In Aetna Ins. Co. v. Naquin, 488 So.2d 950, 954 (La.1986), we held that legal subrogation as provided in La.Civ.Code art. 1829(3) is at the heart of the relationship between a property insurer, who pays an amount in settlement of its insured's property damage claims, and the negligent third-party who caused the damage.   In such a case, when subrogation arises from the performance of the insurer's obligation to pay the property damage which resulted from the negligent action of a third party, that obligation survives in favor of the insurer who paid it, who now may enforce the action that its insured originally had against the third-party.

In the case sub judice, we find that legal subrogation is the nexus between State  Farm and Berthelot and SUFIC.   State Farm's right to recover from Berthelot and SUFIC for the debt it paid its insured would arise from La.Civ.Code art. 1829(3) even though no contractual subrogation clause existed in State Farm's insurance policy with Franklin.  Aetna Ins.

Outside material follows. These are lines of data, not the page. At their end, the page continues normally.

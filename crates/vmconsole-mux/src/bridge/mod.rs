//! Per-session transport bridges.
//!
//! Each session gets one background task ([`spawn_bridge`]) that owns the
//! transport: it connects under a timeout, forwards outbound frames as soon
//! as they are queued, and reports inbound payloads in receipt order. The
//! session keeps only a [`TransportHandle`]; dropping it cancels the task,
//! whether it is still connecting or already streaming.
//!
//! What differs between consoles lives behind [`BridgeFlavor`]:
//! [`GraphicalBridge`] relays an opaque binary protocol, [`TextBridge`] a
//! character stream.

mod graphical;
mod task;
mod text;

use std::sync::Arc;
use std::time::Duration;

use tokio::sync::mpsc;
use tokio_util::sync::CancellationToken;
use vmconsole_common::{ConsoleError, EndpointHint, SessionId, SessionKind};

use crate::events::SessionEvent;
use crate::settings::MuxSettings;
use crate::transport::{CloseOutcome, Connector, Endpoint, Frame};

pub use graphical::{client_cut_text, GraphicalBridge};
pub use text::TextBridge;

// ---------------------------------------------------------------------------
// Events
// ---------------------------------------------------------------------------

/// What the bridge task reports about its transport.
#[derive(Debug, Clone, PartialEq, Eq)]
pub enum BridgeEvent {
    Connected,
    /// One inbound payload, exactly as received.
    Received(Vec<u8>),
    /// The transport ended without being asked to.
    Closed(CloseOutcome),
    /// The transport never came up.
    Failed(ConsoleError),
}

// ---------------------------------------------------------------------------
// Flavor
// ---------------------------------------------------------------------------

/// What the registry does when a transport ends on its own.
#[derive(Debug, Clone, PartialEq, Eq)]
pub enum RemoteClosePolicy {
    /// Close the session right away, without any message.
    CloseNow,
    /// Keep the session visible with a banner, then close after the error delay.
    Linger { banner: String },
    /// Enter the error state, then close after the error delay.
    Fail(ConsoleError),
}

/// Console-kind specific behavior of a bridge.
pub trait BridgeFlavor: Send + Sync {
    fn kind(&self) -> SessionKind;

    /// Resolve the proxy endpoint, or refuse before any transport exists.
    fn endpoint(
        &self,
        settings: &MuxSettings,
        target: &str,
        hint: EndpointHint,
    ) -> Result<Endpoint, ConsoleError>;

    /// Wrap operator input (keystrokes, pointer events) for the wire.
    ///
    /// `pending` is the session's carry-over between calls; a flavor that
    /// cannot send a partial unit yet keeps it there and may return `None`.
    fn encode_input(&self, pending: &mut Vec<u8>, bytes: &[u8]) -> Option<Frame>;

    /// Wrap pasted clipboard text for the wire.
    fn encode_paste(&self, text: &str) -> Frame;

    fn on_remote_close(&self, outcome: &CloseOutcome) -> RemoteClosePolicy;

    /// Line written into the session's own output when it fails, if the
    /// console has a place to show one.
    fn error_banner(&self, err: &ConsoleError) -> Option<String>;
}

pub fn flavor_for(kind: SessionKind) -> &'static dyn BridgeFlavor {
    match kind {
        SessionKind::Graphical => &GraphicalBridge,
        SessionKind::Text => &TextBridge,
    }
}

// ---------------------------------------------------------------------------
// Handle
// ---------------------------------------------------------------------------

/// Exclusive ownership of one session's transport.
///
/// Dropping the handle releases the transport: the task is cancelled
/// and sends a best-effort close frame if it got that far. Release never
/// waits for the remote side.
#[derive(Debug)]
pub struct TransportHandle {
    outbound: mpsc::UnboundedSender<Frame>,
    cancel: CancellationToken,
}

impl TransportHandle {
    /// Queue a frame. Fails only once the task has stopped.
    pub fn send(&self, frame: Frame) -> Result<(), ConsoleError> {
        self.outbound
            .send(frame)
            .map_err(|_| ConsoleError::TransportError("transport is closed".into()))
    }

    pub fn release(self) {
        drop(self);
    }
}

impl Drop for TransportHandle {
    fn drop(&mut self) {
        self.cancel.cancel();
    }
}

/// Start the bridge task for `session`. Events come back on `events`.
pub fn spawn_bridge(
    session: SessionId,
    endpoint: Endpoint,
    connector: Arc<dyn Connector>,
    connect_timeout: Duration,
    events: mpsc::UnboundedSender<SessionEvent>,
) -> TransportHandle {
    let (outbound, outbound_rx) = mpsc::unbounded_channel();
    let cancel = CancellationToken::new();

    tokio::spawn(task::run_bridge(
        task::BridgeTask {
            session,
            endpoint,
            connector,
            connect_timeout,
            events,
        },
        outbound_rx,
        cancel.clone(),
    ));

    TransportHandle { outbound, cancel }
}

#[cfg(test)]
mod tests {
    use std::pin::Pin;
    use std::sync::Mutex;
    use std::task::{Context, Poll};

    use async_trait::async_trait;
    use futures_util::{stream, Sink};
    use tokio::sync::oneshot;

    use super::*;
    use crate::transport::{ChannelConnector, FrameSink, FrameStream};

    /// Accepts the connection, then never reads another frame.
    struct StalledConnector {
        guard: Mutex<Option<oneshot::Sender<()>>>,
    }

    /// Dropping the sink drops the guard, which is how tests see the
    /// transport being let go.
    struct StalledSink {
        _guard: Option<oneshot::Sender<()>>,
    }

    impl Sink<Frame> for StalledSink {
        type Error = ConsoleError;

        fn poll_ready(self: Pin<&mut Self>, _cx: &mut Context<'_>) -> Poll<Result<(), ConsoleError>> {
            Poll::Pending
        }

        fn start_send(self: Pin<&mut Self>, _item: Frame) -> Result<(), ConsoleError> {
            Ok(())
        }

        fn poll_flush(self: Pin<&mut Self>, _cx: &mut Context<'_>) -> Poll<Result<(), ConsoleError>> {
            Poll::Pending
        }

        fn poll_close(self: Pin<&mut Self>, _cx: &mut Context<'_>) -> Poll<Result<(), ConsoleError>> {
            Poll::Pending
        }
    }

    #[async_trait]
    impl Connector for StalledConnector {
        async fn connect(&self, _endpoint: &Endpoint) -> Result<(FrameSink, FrameStream), ConsoleError> {
            let guard = self.guard.lock().unwrap().take();
            let sink: FrameSink = Box::pin(StalledSink { _guard: guard });
            let stream: FrameStream = Box::pin(stream::pending::<Result<Frame, ConsoleError>>());
            Ok((sink, stream))
        }
    }

    fn endpoint() -> Endpoint {
        Endpoint::container_shell("ws://127.0.0.1:5000", "lxc1", "")
    }

    async fn next_bridge_event(rx: &mut mpsc::UnboundedReceiver<SessionEvent>) -> BridgeEvent {
        match rx.recv().await {
            Some(SessionEvent::Bridge { event, .. }) => event,
            other => panic!("expected bridge event, got {other:?}"),
        }
    }

    #[test]
    fn flavors_match_kinds() {
        assert_eq!(flavor_for(SessionKind::Graphical).kind(), SessionKind::Graphical);
        assert_eq!(flavor_for(SessionKind::Text).kind(), SessionKind::Text);
    }

    #[tokio::test]
    async fn frames_flow_both_ways() {
        let (connector, mut remotes) = ChannelConnector::new();
        let (events_tx, mut events) = mpsc::unbounded_channel();
        let handle = spawn_bridge(
            SessionId::new(),
            endpoint(),
            Arc::new(connector),
            Duration::from_secs(15),
            events_tx,
        );

        let mut remote = remotes.recv().await.unwrap();
        assert_eq!(next_bridge_event(&mut events).await, BridgeEvent::Connected);

        handle.send(Frame::Text("uptime\r".into())).unwrap();
        assert_eq!(remote.from_local.recv().await, Some(Frame::Text("uptime\r".into())));

        remote.push(Frame::Text("up 3 days".into()));
        assert_eq!(
            next_bridge_event(&mut events).await,
            BridgeEvent::Received(b"up 3 days".to_vec())
        );
    }

    #[tokio::test]
    async fn release_closes_and_drops_transport() {
        let (connector, mut remotes) = ChannelConnector::new();
        let (events_tx, mut events) = mpsc::unbounded_channel();
        let handle = spawn_bridge(
            SessionId::new(),
            endpoint(),
            Arc::new(connector),
            Duration::from_secs(15),
            events_tx,
        );
        let mut remote = remotes.recv().await.unwrap();
        assert_eq!(next_bridge_event(&mut events).await, BridgeEvent::Connected);

        handle.release();

        assert_eq!(remote.from_local.recv().await, Some(Frame::close_normal()));
        assert_eq!(remote.from_local.recv().await, None);
    }

    #[tokio::test(start_paused = true)]
    async fn release_does_not_wait_for_a_stalled_peer() {
        let (guard, dropped) = oneshot::channel::<()>();
        let connector = StalledConnector {
            guard: Mutex::new(Some(guard)),
        };
        let (events_tx, mut events) = mpsc::unbounded_channel();
        let handle = spawn_bridge(
            SessionId::new(),
            endpoint(),
            Arc::new(connector),
            Duration::from_secs(15),
            events_tx,
        );
        assert_eq!(next_bridge_event(&mut events).await, BridgeEvent::Connected);

        handle.send(Frame::Text("x".into())).unwrap();
        tokio::task::yield_now().await;
        handle.release();

        let released = tokio::time::timeout(Duration::from_secs(3600), dropped).await;
        assert!(matches!(released, Ok(Err(_))), "transport still held after release");
    }

    #[tokio::test]
    async fn remote_error_reports_abnormal_close() {
        let (connector, mut remotes) = ChannelConnector::new();
        let (events_tx, mut events) = mpsc::unbounded_channel();
        let _handle = spawn_bridge(
            SessionId::new(),
            endpoint(),
            Arc::new(connector),
            Duration::from_secs(15),
            events_tx,
        );
        let remote = remotes.recv().await.unwrap();
        assert_eq!(next_bridge_event(&mut events).await, BridgeEvent::Connected);

        remote.fail(ConsoleError::TransportError("connection reset".into()));
        assert_eq!(
            next_bridge_event(&mut events).await,
            BridgeEvent::Closed(CloseOutcome::Abnormal("connection reset".into()))
        );
    }

    #[tokio::test(start_paused = true)]
    async fn connect_timeout_fails() {
        let (connector, _remotes) = ChannelConnector::new();
        let _guard = connector.hang_next();
        let (events_tx, mut events) = mpsc::unbounded_channel();
        let _handle = spawn_bridge(
            SessionId::new(),
            endpoint(),
            Arc::new(connector),
            Duration::from_secs(15),
            events_tx,
        );

        let started = tokio::time::Instant::now();
        match next_bridge_event(&mut events).await {
            BridgeEvent::Failed(ConsoleError::TransportError(msg)) => {
                assert!(msg.contains("timed out"))
            }
            other => panic!("unexpected: {other:?}"),
        }
        assert!(started.elapsed() >= Duration::from_secs(15));
    }

    #[tokio::test]
    async fn release_while_connecting_abandons_attempt() {
        let (connector, _remotes) = ChannelConnector::new();
        let abandoned = connector.hang_next();
        let connector = Arc::new(connector);
        let (events_tx, mut events) = mpsc::unbounded_channel();
        let handle = spawn_bridge(
            SessionId::new(),
            endpoint(),
            connector.clone(),
            Duration::from_secs(15),
            events_tx,
        );

        while connector.attempts() == 0 {
            tokio::task::yield_now().await;
        }
        handle.release();

        assert!(abandoned.await.is_err());
        // Nothing is reported for a released transport.
        assert!(events.recv().await.is_none());
    }
}
pub mod errors;
pub mod events;
pub mod id;
pub mod types;

pub use errors::{ConfigError, ConsoleError, VmConsoleError};
pub use events::{ConsoleEvent, EventBus};
pub use id::{new_id, SessionId};
pub use types::{ControlVerb, EndpointHint, LifecycleState, SessionKind};

pub type Result<T> = std::result::Result<T, VmConsoleError>;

Co., 488 So.2d at 954;  see also Martin v. Louisiana Farm Bureau Cas. Ins. Co., 94-0069 (La.7/5/94), 638 So.2d 1067, 1069.

 Having found that legal subrogation is the framework to properly examine the issue presented, we next point out that the effects of legal subrogation are circumscribed and carefully spelled out in the Civil Code. In particular, La.Civ.Code art. 1830 provides:

When subrogation takes place by operation of law, the new obligee may recover from the obligor only to the extent of the performance rendered to the original obligee.   The obligee may not recover more by invoking conventional subrogation. (emphasis added).

It is because of this codal provision that we need not examine the language of State Farm's contract which defines its payment obligations to its insured.   It cannot be gainsaid that the extent of Franklin's right to recover from State Farm is contractually set out in his policy of insurance, and as borne out in its actions, State Farm paid sales tax on its insured's totaled vehicle pursuant to its belief that it owed this because of its contractual obligations.4  However, State Farm, as the new obligee by virtue of legal subrogation, may not take advantage of its conventional subrogation agreement to increase its recovery from the tortfeasor and his insurer beyond the debt that the tortfeasor may owe under Louisiana's tort law.   La.Civ.Code art. 1830.   Simply stated, State Farm may only recover from SUFIC the debt that Berthelot, the negligent tortfeasor, owed to Franklin, the victim of Berthelot's negligence.    Therefore, we must determine whether, under the facts presented, Franklin as a tort victim can recover sales tax from a tortfeasor for the total loss of his vehicle.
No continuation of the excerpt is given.